[Opening DATA FOR THIS TASK section]

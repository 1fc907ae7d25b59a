//! Configuration management commands for CLI.

use clap::Subcommand;
use habitloop_core::Config;

#[derive(Subcommand)]
pub enum ConfigAction {
    /// Get a config value
    Get {
        /// Config key (e.g. "defaults.frequency", "storage.path")
        key: String,
    },
    /// Set a config value
    Set {
        /// Config key
        key: String,
        /// New value
        value: String,
    },
    /// List all config values
    List,
    /// Reset config to defaults
    Reset,
}

pub fn run(action: ConfigAction) -> Result<(), Box<dyn std::error::Error>> {
    match action {
        ConfigAction::Get { key } => {
            let config = Config::load_or_default();
            match config.get(&key) {
                Some(value) => println!("{value}"),
                None => {
                    eprintln!("unknown key: {key}");
                    std::process::exit(1);
                }
            }
        }
        ConfigAction::Set { key, value } => {
            let mut config = Config::load_or_default();
            config.set(&key, &value)?;
            println!("ok");
        }
        ConfigAction::List => {
            let config = Config::load_or_default();
            let json = serde_json::to_string_pretty(&config)?;
            println!("{json}");
        }
        ConfigAction::Reset => {
            let config = Config::default();
            config.save()?;
            println!("config reset to defaults");
        }
    }
    Ok(())
}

[Closing DATA FOR THIS TASK section]

**WHAT YOU ARE ASKED TO DO**:
Every line in the data that holds "defaults" should be copied out.

**EXERCISE ANSWER**:
        /// Config key (e.g. "defaults.frequency", "storage.path")
    /// Reset config to defaults
            println!("config reset to defaults");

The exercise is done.